> **Data excerpts**
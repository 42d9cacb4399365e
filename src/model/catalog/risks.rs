use super::EntityDef;
use crate::model::{lifecycle, risk, EntityKind, FieldDef, OnDelete, Severity};

const RISK_CATEGORIES: &[&str] = &["strategic", "operational", "compliance", "financial", "quality"];
const RISK_TYPES: &[&str] = &["threat", "opportunity"];
const CONTROL_TYPES: &[&str] = &["preventive", "detective", "corrective"];
const EFFECTIVENESS: &[&str] = &["effective", "partially_effective", "ineffective", "not_evaluated"];

pub(super) fn definitions() -> Vec<EntityDef> {
    vec![
        EntityDef::new(EntityKind::Risk, "risks", "risks")
            .field(FieldDef::reference("process_id", EntityKind::Process, OnDelete::Cascade).required())
            .field(FieldDef::reference("stage_id", EntityKind::ProcessStage, OnDelete::SetNull))
            .field(FieldDef::text("code", 50).required())
            .field(FieldDef::long_text("description").required())
            .field(FieldDef::enumeration("category", RISK_CATEGORIES))
            .field(FieldDef::enumeration("risk_type", RISK_TYPES).default_text("threat"))
            .field(FieldDef::ordinal("probability", risk::MIN_LEVEL, risk::MAX_LEVEL).required())
            .field(FieldDef::ordinal("impact", risk::MIN_LEVEL, risk::MAX_LEVEL).required())
            .field(FieldDef::enumeration("severity", Severity::NAMES).derived())
            .field(FieldDef::long_text("causes"))
            .field(FieldDef::long_text("consequences"))
            .field(FieldDef::long_text("treatment"))
            .field(FieldDef::reference("owner_id", EntityKind::User, OnDelete::SetNull))
            .field(FieldDef::date("identified_on"))
            .field(FieldDef::date("reviewed_on"))
            .unique_code("code")
            .lifecycle(lifecycle::RISK)
            .filters(&[
                "process_id",
                "stage_id",
                "category",
                "risk_type",
                "severity",
                "owner_id",
            ]),
        EntityDef::new(EntityKind::RiskControl, "risk_controls", "risk-controls")
            .field(
                FieldDef::reference("risk_id", EntityKind::Risk, OnDelete::Cascade)
                    .required()
                    .create_only(),
            )
            .field(FieldDef::long_text("description").required())
            .field(FieldDef::enumeration("control_type", CONTROL_TYPES).required())
            .field(FieldDef::text("frequency", 50))
            .field(FieldDef::reference("owner_id", EntityKind::User, OnDelete::SetNull))
            .field(FieldDef::enumeration("effectiveness", EFFECTIVENESS).default_text("not_evaluated"))
            .field(FieldDef::boolean("active").default_bool(true))
            .filters(&["risk_id", "control_type", "owner_id", "active"]),
        EntityDef::new(EntityKind::RiskEvaluation, "risk_evaluations", "risk-evaluations")
            .field(FieldDef::reference("risk_id", EntityKind::Risk, OnDelete::Cascade).required())
            .field(FieldDef::ordinal("previous_probability", risk::MIN_LEVEL, risk::MAX_LEVEL))
            .field(FieldDef::ordinal("previous_impact", risk::MIN_LEVEL, risk::MAX_LEVEL))
            .field(FieldDef::enumeration("previous_severity", Severity::NAMES))
            .field(FieldDef::ordinal("new_probability", risk::MIN_LEVEL, risk::MAX_LEVEL).required())
            .field(FieldDef::ordinal("new_impact", risk::MIN_LEVEL, risk::MAX_LEVEL).required())
            .field(FieldDef::enumeration("new_severity", Severity::NAMES).required())
            .field(FieldDef::long_text("justification"))
            .field(FieldDef::text("evaluated_by", 100))
            .field(FieldDef::timestamp("evaluated_at").default_now())
            .order_by(&["evaluated_at"])
            .filters(&["risk_id", "new_severity"])
            .read_only(),
    ]
}
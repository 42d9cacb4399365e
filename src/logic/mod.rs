pub mod analytics;
pub mod clock;
pub mod integrity;
pub mod journal;
pub mod query;
pub mod rules;
pub mod service;
pub mod validate;

pub use clock::{Clock, ManualClock, SystemClock};
pub use query::{parse_list_query, QueryLimits};
pub use service::{DeleteSummary, EntityService, RecordRef, ServiceSettings};
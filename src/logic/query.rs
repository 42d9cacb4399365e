use std::collections::HashMap;

use crate::error::FieldError;
use crate::logic::validate::coerce_filter;
use crate::model::{EntityDef, ListQuery, Pagination};

#[derive(Debug, Clone, Copy, PartialEq, Eq)]
pub struct QueryLimits {
    pub default_limit: u64,
    pub max_limit: u64,
}

impl Default for QueryLimits {
    fn default() -> Self {
        Self {
            default_limit: 100,
            max_limit: 500,
        }
    }
}

const OFFSET_KEYS: [&str; 2] = ["offset", "skip"];
const LIMIT_KEY: &str = "limit";
/// Offsets are bound as signed 64-bit integers.
const MAX_OFFSET: u64 = i64::MAX as u64;

/// Turns raw query-string parameters into a [`ListQuery`]. Every parameter
/// that is neither a pagination key nor a declared filter is an error.
pub fn parse_list_query(
    def: &EntityDef,
    params: &HashMap<String, String>,
    limits: QueryLimits,
) -> Result<ListQuery, Vec<FieldError>> {
    let mut errors = Vec::new();

    let given: Vec<(&str, &String)> = OFFSET_KEYS
        .iter()
        .filter_map(|key| params.get(*key).map(|raw| (*key, raw)))
        .collect();
    let offset = match given.as_slice() {
        [] => 0,
        [(key, raw)] => match raw.trim().parse::<u64>() {
            Ok(offset) if offset <= MAX_OFFSET => offset,
            Ok(_) => {
                errors.push(FieldError::new(*key, format!("must not exceed {}", MAX_OFFSET)));
                0
            }
            Err(_) => {
                errors.push(FieldError::new(*key, "must be a non-negative integer"));
                0
            }
        },
        _ => {
            errors.push(FieldError::new("skip", "cannot be combined with offset"));
            0
        }
    };

    let limit = match params.get(LIMIT_KEY) {
        Some(raw) => match raw.trim().parse::<u64>() {
            Ok(0) => {
                errors.push(FieldError::new(LIMIT_KEY, "must be at least 1"));
                limits.default_limit
            }
            Ok(limit) => limit.min(limits.max_limit),
            Err(_) => {
                errors.push(FieldError::new(LIMIT_KEY, "must be a positive integer"));
                limits.default_limit
            }
        },
        None => limits.default_limit,
    };

    let mut query = ListQuery::new(Pagination { offset, limit });

    let mut keys: Vec<&String> = params.keys().collect();
    keys.sort();
    for key in keys {
        if OFFSET_KEYS.contains(&key.as_str()) || key == LIMIT_KEY {
            continue;
        }
        let Some(name) = def.filters.iter().copied().find(|name| *name == key.as_str()) else {
            errors.push(FieldError::new(
                key.as_str(),
                format!("is not a filter of {}", def.kind),
            ));
            continue;
        };
        let Some(field) = def.field_def(name) else {
            continue;
        };
        match coerce_filter(field, &params[key]) {
            Ok(value) => query = query.with_filter(name, value),
            Err(message) => errors.push(FieldError::new(name, message)),
        }
    }

    if errors.is_empty() {
        Ok(query)
    } else {
        Err(errors)
    }
}
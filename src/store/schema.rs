use itertools::Itertools;

use crate::model::{Catalog, EntityDef, EntityKind, FieldType};

pub const RETIRED_CODES_DDL: &str = r#"CREATE TABLE IF NOT EXISTS "retired_codes" (
    "entity" TEXT NOT NULL,
    "field" TEXT NOT NULL,
    "value" TEXT NOT NULL,
    "retired_at" TIMESTAMPTZ NOT NULL,
    PRIMARY KEY ("entity", "field", "value")
)"#;

pub fn quote(ident: &str) -> String {
    format!("\"{}\"", ident.replace('"', "\"\""))
}

pub fn sql_type(ty: &FieldType) -> &'static str {
    match ty {
        FieldType::Text { .. } | FieldType::Email { .. } | FieldType::Enumeration { .. } => "TEXT",
        FieldType::Integer { .. } => "BIGINT",
        FieldType::Decimal { .. } => "DOUBLE PRECISION",
        FieldType::Boolean => "BOOLEAN",
        FieldType::Timestamp => "TIMESTAMPTZ",
        FieldType::Date => "DATE",
        FieldType::Reference { .. } | FieldType::Uuid => "UUID",
        FieldType::Json => "JSONB",
    }
}

pub fn foreign_key_name(def: &EntityDef, field: &str) -> String {
    format!("{}_{}_fkey", def.table, field)
}

pub fn unique_key_name(def: &EntityDef, fields: &[&str]) -> String {
    format!("{}_{}_key", def.table, fields.join("_"))
}

/// Fields guarded by the unique index or primary key named `constraint`.
pub fn unique_key_fields(def: &EntityDef, constraint: &str) -> Option<Vec<&'static str>> {
    if constraint == format!("{}_pkey", def.table) {
        return Some(vec!["id"]);
    }
    def.unique_keys
        .iter()
        .find(|key| unique_key_name(def, &key.fields) == constraint)
        .map(|key| key.fields.clone())
}

/// Entity and reference field that own the foreign key named `constraint`.
pub fn foreign_key_owner(catalog: &Catalog, constraint: &str) -> Option<(EntityKind, &'static str)> {
    catalog.entities().iter().find_map(|def| {
        def.references()
            .find(|(field, _, _)| foreign_key_name(def, field.name) == constraint)
            .map(|(field, _, _)| (def.kind, field.name))
    })
}

pub fn create_table(def: &EntityDef) -> String {
    let columns = std::iter::once("    \"id\" UUID PRIMARY KEY".to_string())
        .chain(std::iter::once("    \"row_seq\" BIGSERIAL NOT NULL".to_string()))
        .chain(def.fields.iter().map(|field| {
            format!(
                "    {} {}{}",
                quote(field.name),
                sql_type(&field.ty),
                if field.required { " NOT NULL" } else { "" }
            )
        }))
        .chain([
            "    \"created_at\" TIMESTAMPTZ NOT NULL".to_string(),
            "    \"updated_at\" TIMESTAMPTZ NOT NULL".to_string(),
        ])
        .join(",\n");
    format!("CREATE TABLE IF NOT EXISTS {} (\n{}\n)", quote(def.table), columns)
}

/// Foreign keys are added once every table exists; re-running is a no-op.
pub fn foreign_keys(def: &EntityDef, catalog: &Catalog) -> Vec<String> {
    def.references()
        .filter_map(|(field, target, on_delete)| {
            let target = catalog.get(target)?;
            Some(format!(
                "DO $$ BEGIN\n    ALTER TABLE {table} ADD CONSTRAINT {name} FOREIGN KEY ({column}) REFERENCES {target} (\"id\") ON DELETE {action};\nEXCEPTION WHEN duplicate_object THEN NULL;\nEND $$",
                table = quote(def.table),
                name = quote(&foreign_key_name(def, field.name)),
                column = quote(field.name),
                target = quote(target.table),
                action = on_delete.sql(),
            ))
        })
        .collect()
}

/// Unique indexes for every unique key, plain indexes for filter and
/// reference columns that no single-column unique index covers.
pub fn indexes(def: &EntityDef) -> Vec<String> {
    let mut statements: Vec<String> = def
        .unique_keys
        .iter()
        .map(|key| {
            format!(
                "CREATE UNIQUE INDEX IF NOT EXISTS {} ON {} ({})",
                quote(&unique_key_name(def, &key.fields)),
                quote(def.table),
                key.fields.iter().map(|field| quote(field)).join(", ")
            )
        })
        .collect();

    let covered = |name: &str| {
        def.unique_keys
            .iter()
            .any(|key| key.fields.first() == Some(&name))
    };
    let indexed = def
        .filters
        .iter()
        .copied()
        .chain(def.references().map(|(field, _, _)| field.name))
        .unique()
        .filter(|name| !covered(name));
    statements.extend(indexed.map(|name| {
        format!(
            "CREATE INDEX IF NOT EXISTS {} ON {} ({})",
            quote(&format!("{}_{}_idx", def.table, name)),
            quote(def.table),
            quote(name)
        )
    }));
    statements
}

/// Every statement needed to bring an empty database up to the catalog.
pub fn migration_statements(catalog: &Catalog) -> Vec<String> {
    let entities = catalog.entities();
    entities
        .iter()
        .map(create_table)
        .chain(std::iter::once(RETIRED_CODES_DDL.to_string()))
        .chain(entities.iter().flat_map(|def| foreign_keys(def, catalog)))
        .chain(entities.iter().flat_map(indexes))
        .collect()
}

> **What is expected**
Report the number of lines in the listing where the string "action" appears, and nothing besides.

> **Response to the exercise**
2